Ao longo da audição das fitas, Kogito tenta entender os motivos que levaram Goro à decisão sobre o suicídio, mas acaba encontrando um propósito maior: "Enquanto ouço sua voz pelo Tagame, acredito que a alma de Goro exista ou, segundo minha definição, um espírito incorporando algo muito próximo ao corpo físico. Não se trata apenas da reprodução através das fitas gravadas. O que Goro criou antes de partir foi um sistema especial. Sua alma está deslocada deste espaço no qual vivemos. Por acaso os dois espaços estão ligados pelos circuitos do Tagame...".

"– Hoje, os aparelhos de vídeo estão difundidos nos lares, e há jovens ue assistem ao mesmo filme uma ou duas dezenas de vezes. Mas seria oportuno à apreciação da obra de arte ver um filme à exaustão em vídeo e dentro de um cômodo? Na sua área de atuação, existem bibliotecas para os livros, mas geralmente as pessoas os mantêm em suas estantes. Mesmo que alguém demonstre interesse em determinado escritor ou obra, seria possível ler um livro várias vezes num curto espaço de tempo? Há casos em que a pessoa volta a ler determinada obra após um intervalo. Mesmo assim, em uma vida, ela poderia ler A montanha mágica no máximo cinco ou seis vezes, não acha? [...] Por isso, quero produzir um filme que não seja necessário assistir repetidas vezes. Um filme que possa ser entendido por inteiro ao ser visto uma única vez com olhos frescos. Esteja certo de que não irei lançar mão de métodos torpes como close-ups (Goro pronunciou corretamente a palavra em inglês) em excesso para indicar o que o espectador deve ver. Adoto como princípio filmar a cena em sua totalidade usando todo o quadro, oferecendo aos espectadores o tempo para que vejam todos os detalhes com atenção." (pp. 194-6)

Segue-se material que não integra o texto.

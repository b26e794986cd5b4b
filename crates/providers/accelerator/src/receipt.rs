//! Transaction receipt types.
//!
//! Receipts arrive over JSON-RPC as an [`RpcReceipt`] and are handed to callers as a
//! [`TransactionReceipt`], which additionally carries the number of confirmations observed
//! at fetch time. The serde representation of [`TransactionReceipt`] is the persisted
//! shape of the receipt cache.

use alloy_primitives::{Address, B256, Bloom, Bytes, U256};
use serde::{Deserialize, Serialize};

/// A log emitted by a transaction. Carried opaquely inside receipts.
#[derive(Debug, Clone, PartialEq, Eq, Serialize, Deserialize)]
#[serde(rename_all = "camelCase")]
pub struct ReceiptLog {
    /// The emitting contract.
    pub address: Address,
    /// The indexed topics.
    pub topics: Vec<B256>,
    /// The non-indexed data.
    pub data: Bytes,
    /// The hash of the block containing the log.
    #[serde(default, skip_serializing_if = "Option::is_none")]
    pub block_hash: Option<B256>,
    /// The number of the block containing the log.
    #[serde(default, with = "alloy_serde::quantity::opt", skip_serializing_if = "Option::is_none")]
    pub block_number: Option<u64>,
    /// The hash of the transaction that emitted the log.
    #[serde(default, skip_serializing_if = "Option::is_none")]
    pub transaction_hash: Option<B256>,
    /// The index of the emitting transaction within its block.
    #[serde(default, with = "alloy_serde::quantity::opt", skip_serializing_if = "Option::is_none")]
    pub transaction_index: Option<u64>,
    /// The index of the log within its block.
    #[serde(default, with = "alloy_serde::quantity::opt", skip_serializing_if = "Option::is_none")]
    pub log_index: Option<u64>,
    /// Whether the log was removed by a reorg.
    #[serde(default)]
    pub removed: bool,
}

/// The wire shape of an `eth_getTransactionReceipt` response.
#[derive(Debug, Clone, PartialEq, Eq, Serialize, Deserialize)]
#[serde(rename_all = "camelCase")]
pub struct RpcReceipt {
    /// The transaction hash.
    pub transaction_hash: B256,
    /// The index of the transaction within its block.
    #[serde(with = "alloy_serde::quantity")]
    pub transaction_index: u64,
    /// The hash of the containing block.
    #[serde(default)]
    pub block_hash: Option<B256>,
    /// The number of the containing block.
    #[serde(default, with = "alloy_serde::quantity::opt")]
    pub block_number: Option<u64>,
    /// The sender.
    pub from: Address,
    /// The recipient, absent for contract creations.
    #[serde(default)]
    pub to: Option<Address>,
    /// The created contract, if any.
    #[serde(default)]
    pub contract_address: Option<Address>,
    /// Gas used by this transaction alone.
    pub gas_used: U256,
    /// Gas used by the block up to and including this transaction.
    pub cumulative_gas_used: U256,
    /// The price paid per unit of gas.
    #[serde(default)]
    pub effective_gas_price: Option<U256>,
    /// Gas spent on L1 data posting. Only present on Arbitrum chains.
    #[serde(default, rename = "gasUsedForL1")]
    pub gas_used_for_l1: Option<U256>,
    /// The bloom filter of the receipt logs.
    pub logs_bloom: Bloom,
    /// The receipt logs.
    #[serde(default)]
    pub logs: Vec<ReceiptLog>,
    /// The execution status: `1` for success, `0` for failure. Absent before byzantium.
    #[serde(default, with = "alloy_serde::quantity::opt")]
    pub status: Option<u8>,
    /// The post-transaction state root. Only present before byzantium.
    #[serde(default)]
    pub root: Option<B256>,
    /// The EIP-2718 transaction type.
    #[serde(default, rename = "type", with = "alloy_serde::quantity::opt")]
    pub transaction_type: Option<u8>,
}

/// A transaction receipt as handed to callers.
///
/// Serializes to the persisted cache shape: camelCase keys, plain JSON numbers for small
/// integers, and every big-integer field tagged as
/// `{ "_type": "BigNumber", "_data": "<decimal>" }`.
#[derive(Debug, Clone, PartialEq, Eq, Serialize, Deserialize)]
#[serde(rename_all = "camelCase")]
pub struct TransactionReceipt {
    /// The transaction hash.
    pub transaction_hash: B256,
    /// The index of the transaction within its block.
    pub transaction_index: u64,
    /// The hash of the containing block.
    #[serde(default)]
    pub block_hash: Option<B256>,
    /// The number of the containing block.
    #[serde(default)]
    pub block_number: Option<u64>,
    /// The sender.
    pub from: Address,
    /// The recipient, absent for contract creations.
    #[serde(default)]
    pub to: Option<Address>,
    /// The created contract, if any.
    #[serde(default)]
    pub contract_address: Option<Address>,
    /// Gas used by this transaction alone.
    #[serde(with = "big_number")]
    pub gas_used: U256,
    /// Gas used by the block up to and including this transaction.
    #[serde(with = "big_number")]
    pub cumulative_gas_used: U256,
    /// The price paid per unit of gas.
    #[serde(default, with = "big_number::opt", skip_serializing_if = "Option::is_none")]
    pub effective_gas_price: Option<U256>,
    /// Gas spent on L1 data posting. Only present on Arbitrum chains.
    #[serde(
        default,
        rename = "gasUsedForL1",
        with = "big_number::opt",
        skip_serializing_if = "Option::is_none"
    )]
    pub gas_used_for_l1: Option<U256>,
    /// The bloom filter of the receipt logs.
    pub logs_bloom: Bloom,
    /// The receipt logs.
    #[serde(default)]
    pub logs: Vec<ReceiptLog>,
    /// The execution status: `1` for success, `0` for failure. Absent before byzantium.
    #[serde(default)]
    pub status: Option<u8>,
    /// The post-transaction state root. Only present before byzantium.
    #[serde(default, skip_serializing_if = "Option::is_none")]
    pub root: Option<B256>,
    /// The EIP-2718 transaction type.
    #[serde(default, rename = "type")]
    pub transaction_type: Option<u8>,
    /// The number of blocks on top of, and including, the containing block when the
    /// receipt was fetched.
    pub confirmations: u64,
}

impl TransactionReceipt {
    /// Builds a [`TransactionReceipt`] from its wire shape, given the chain head observed
    /// alongside it.
    pub fn from_rpc(receipt: RpcReceipt, head: u64) -> Self {
        let confirmations = receipt.block_number.map_or(0, |number| confirmations(number, head));
        Self {
            transaction_hash: receipt.transaction_hash,
            transaction_index: receipt.transaction_index,
            block_hash: receipt.block_hash,
            block_number: receipt.block_number,
            from: receipt.from,
            to: receipt.to,
            contract_address: receipt.contract_address,
            gas_used: receipt.gas_used,
            cumulative_gas_used: receipt.cumulative_gas_used,
            effective_gas_price: receipt.effective_gas_price,
            gas_used_for_l1: receipt.gas_used_for_l1,
            logs_bloom: receipt.logs_bloom,
            logs: receipt.logs,
            status: receipt.status,
            root: receipt.root,
            transaction_type: receipt.transaction_type,
            confirmations,
        }
    }

    /// Returns true if the receipt reports a failed (reverted) execution.
    ///
    /// Receipts without a status field (pre-byzantium) are not considered failed.
    pub const fn is_failed(&self) -> bool {
        matches!(self.status, Some(0))
    }
}

/// Returns the confirmation count of a block given the current head.
///
/// A block at the head has one confirmation. A head behind the block, as reported by a
/// lagging node, still counts the block itself.
pub const fn confirmations(block_number: u64, head: u64) -> u64 {
    head.saturating_sub(block_number) + 1
}

/// Serde helpers tagging [`U256`] values as `{ "_type": "BigNumber", "_data": "<decimal>" }`.
///
/// Decoding also accepts an untagged hex or decimal string, as written by older cache layouts.
pub mod big_number {
    use alloy_primitives::U256;
    use serde::{Deserialize, Deserializer, Serialize, Serializer, de::Error};

    /// The type marker of a tagged big integer.
    pub const BIG_NUMBER_TYPE: &str = "BigNumber";

    #[derive(Serialize, Deserialize)]
    struct Tagged {
        #[serde(rename = "_type")]
        ty: String,
        #[serde(rename = "_data")]
        data: String,
    }

    #[derive(Deserialize)]
    #[serde(untagged)]
    enum Encoded {
        Tagged(Tagged),
        Plain(String),
    }

    impl Encoded {
        fn into_value<E: Error>(self) -> Result<U256, E> {
            match self {
                Self::Plain(value) => value.parse().map_err(E::custom),
                Self::Tagged(Tagged { ty, .. }) if ty != BIG_NUMBER_TYPE => {
                    Err(E::custom(format!("unexpected big number type marker: {ty}")))
                }
                Self::Tagged(Tagged { data, .. }) => {
                    U256::from_str_radix(&data, 10).map_err(E::custom)
                }
            }
        }
    }

    /// Serializes a [`U256`] as a tagged big number.
    pub fn serialize<S: Serializer>(value: &U256, serializer: S) -> Result<S::Ok, S::Error> {
        Tagged { ty: BIG_NUMBER_TYPE.to_string(), data: value.to_string() }.serialize(serializer)
    }

    /// Deserializes a [`U256`] from a tagged big number.
    pub fn deserialize<'de, D: Deserializer<'de>>(deserializer: D) -> Result<U256, D::Error> {
        Encoded::deserialize(deserializer)?.into_value()
    }

    /// The same encoding for optional fields.
    pub mod opt {
        use super::Encoded;
        use alloy_primitives::U256;
        use serde::{Deserialize, Deserializer, Serializer};

        /// Serializes an optional [`U256`] as a tagged big number or `null`.
        pub fn serialize<S: Serializer>(
            value: &Option<U256>,
            serializer: S,
        ) -> Result<S::Ok, S::Error> {
            match value {
                Some(value) => super::serialize(value, serializer),
                None => serializer.serialize_none(),
            }
        }

        /// Deserializes an optional [`U256`] from a tagged big number or `null`.
        pub fn deserialize<'de, D: Deserializer<'de>>(
            deserializer: D,
        ) -> Result<Option<U256>, D::Error> {
            Option::<Encoded>::deserialize(deserializer)?.map(Encoded::into_value).transpose()
        }
    }
}

#[cfg(test)]
mod tests {
    use super::*;
    use crate::test_utils::{receipt_json, sample_receipt};
    use alloy_primitives::b256;
    use proptest::prelude::*;
    use serde_json::json;

    #[test]
    fn test_rpc_receipt_decodes_wire_shape() {
        let hash = b256!("0x88df016429689c079f3b2f6ad39fa052532c56795b733da78a91ebe6a713944b");
        let rpc: RpcReceipt = serde_json::from_value(receipt_json(hash, 0x10, 1)).unwrap();
        assert_eq!(rpc.transaction_hash, hash);
        assert_eq!(rpc.block_number, Some(0x10));
        assert_eq!(rpc.status, Some(1));
        assert_eq!(rpc.gas_used, U256::from(0x5208));
        assert_eq!(rpc.transaction_type, Some(2));
        assert_eq!(rpc.logs.len(), 1);
        assert_eq!(rpc.logs[0].log_index, Some(0));
    }

    #[test]
    fn test_confirmations_from_head() {
        assert_eq!(confirmations(100, 100), 1);
        assert_eq!(confirmations(100, 164), 65);
        assert_eq!(confirmations(100, 90), 1);

        let hash = B256::repeat_byte(0x11);
        let rpc: RpcReceipt = serde_json::from_value(receipt_json(hash, 100, 1)).unwrap();
        assert_eq!(TransactionReceipt::from_rpc(rpc.clone(), 104).confirmations, 5);

        let pending = RpcReceipt { block_number: None, ..rpc };
        assert_eq!(TransactionReceipt::from_rpc(pending, 104).confirmations, 0);
    }

    #[test]
    fn test_is_failed() {
        let mut receipt = sample_receipt(B256::ZERO, 1, 1);
        assert!(!receipt.is_failed());
        receipt.status = Some(0);
        assert!(receipt.is_failed());
        receipt.status = None;
        assert!(!receipt.is_failed());
    }

    #[test]
    fn test_persisted_shape_tags_big_numbers() {
        let mut receipt = sample_receipt(B256::repeat_byte(0x22), 10, 1);
        receipt.gas_used = U256::from(21_000);
        receipt.effective_gas_price = Some(U256::from(1_000_000_000u64));
        receipt.gas_used_for_l1 = None;

        let value = serde_json::to_value(&receipt).unwrap();
        assert_eq!(value["gasUsed"], json!({ "_type": "BigNumber", "_data": "21000" }));
        assert_eq!(
            value["effectiveGasPrice"],
            json!({ "_type": "BigNumber", "_data": "1000000000" })
        );
        assert!(value.get("gasUsedForL1").is_none());
        assert_eq!(value["confirmations"], json!(10));
        assert_eq!(value["status"], json!(1));
    }

    #[test]
    fn test_big_number_rejects_foreign_type_marker() {
        let mut value = serde_json::to_value(sample_receipt(B256::ZERO, 1, 1)).unwrap();
        value["gasUsed"] = json!({ "_type": "Decimal", "_data": "1" });
        assert!(serde_json::from_value::<TransactionReceipt>(value).is_err());
    }

    #[test]
    fn test_big_number_accepts_untagged_values() {
        let mut value = serde_json::to_value(sample_receipt(B256::ZERO, 1, 1)).unwrap();
        value["gasUsed"] = json!("0x5208");
        value["cumulativeGasUsed"] = json!("42000");
        let receipt: TransactionReceipt = serde_json::from_value(value).unwrap();
        assert_eq!(receipt.gas_used, U256::from(21_000));
        assert_eq!(receipt.cumulative_gas_used, U256::from(42_000));
    }

    proptest! {
        #[test]
        fn test_big_number_fields_survive_persistence(
            gas_used in any::<[u64; 4]>(),
            cumulative in any::<[u64; 4]>(),
            price in proptest::option::of(any::<[u64; 4]>()),
            l1 in proptest::option::of(any::<[u64; 4]>()),
        ) {
            let mut receipt = sample_receipt(B256::repeat_byte(0x33), 7, 1);
            receipt.gas_used = U256::from_limbs(gas_used);
            receipt.cumulative_gas_used = U256::from_limbs(cumulative);
            receipt.effective_gas_price = price.map(U256::from_limbs);
            receipt.gas_used_for_l1 = l1.map(U256::from_limbs);

            let encoded = serde_json::to_string(&receipt).unwrap();
            let decoded: TransactionReceipt = serde_json::from_str(&encoded).unwrap();
            prop_assert_eq!(decoded, receipt);
        }
    }
}
//! Logging flags and tracing subscriber setup.

use crate::CliError;
use clap::{ArgAction, Args};
use tracing::Level;
use tracing_subscriber::{EnvFilter, fmt, prelude::*};

/// Logging arguments.
#[derive(Args, Default, Clone, Debug, PartialEq, Eq)]
pub struct LogArgs {
    /// Verbosity level (0-3). Logs `WARN` and above by default; each `-v` adds a level.
    #[arg(long, short, global = true, action = ArgAction::Count)]
    pub v: u8,
    /// Disables ANSI colors in log output.
    #[arg(long = "log.no-color", global = true, env = "BRIDGE_RPC_LOG_NO_COLOR")]
    pub no_color: bool,
}

impl LogArgs {
    /// Returns the log level selected by the verbosity flag.
    pub const fn level(&self) -> Level {
        match self.v {
            0 => Level::WARN,
            1 => Level::INFO,
            2 => Level::DEBUG,
            _ => Level::TRACE,
        }
    }

    /// Installs the global tracing subscriber.
    pub fn init_tracing_subscriber(&self, filter: Option<EnvFilter>) -> Result<(), CliError> {
        init_tracing_subscriber(self.level(), !self.no_color, filter)
    }
}

/// Installs a global fmt subscriber writing to stderr.
///
/// Directives from `filter` (or `RUST_LOG` when `None`) take precedence over `level`, which
/// only sets the default.
pub fn init_tracing_subscriber(
    level: Level,
    ansi: bool,
    filter: Option<EnvFilter>,
) -> Result<(), CliError> {
    let filter = filter.unwrap_or_else(|| {
        EnvFilter::builder().with_default_directive(level.into()).from_env_lossy()
    });
    tracing_subscriber::registry()
        .with(fmt::layer().with_writer(std::io::stderr).with_ansi(ansi).with_target(true))
        .with(filter)
        .try_init()?;
    Ok(())
}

Sobre o autor: Kenzaburo Oe nasceu em 1935, em Ose, vilarejo das florestas de Shikoku, a menor das quatro principais ilhas do Japão. Começou a escrever em 1957. Compôs um poderoso ensaio sobre o bombardeio atômico de Hiroshima e o terrível legado da catástrofe, além de uma extensa lista de ficção que se utiliza bastante do Japão pós-guerra para retratar uma geração marcada por tanta tragédia. Assume então uma posição pacifista e antimilitarista que marcaria fortemente sua atuação cívica. A vida e a carreira literária de Oe entraram em crise com o nascimento de seu primeiro filho, Hikari, portador de uma deformidade craniana que lhe resultou em comprometimento cognitivo. Apesar disso e mesmo por causa disso, Oe adquiriu novo fôlego e nova perspectiva sobre a vida e a escrita, em que Hikari tomaria uma posição central. No Brasil, já foram publicadas as obras Uma questão pessoal (2003), Jovens de um tempo novo, despertai (2006), 14 contos de Kenzaburo Oe (2011) e Morte na água (2021), todas pela Companhia das Letras. Recebeu os mais importantes prêmios literários do Japão, incluindo o Akutagawa, o Tanizaki e o Yomiuri; em 1994 foi premiado com o Nobel de Literatura. Atualmente vive com a mulher e o filho Hikari em Setagaya, bairro de artistas e intelectuais nos arredores de Tóquio.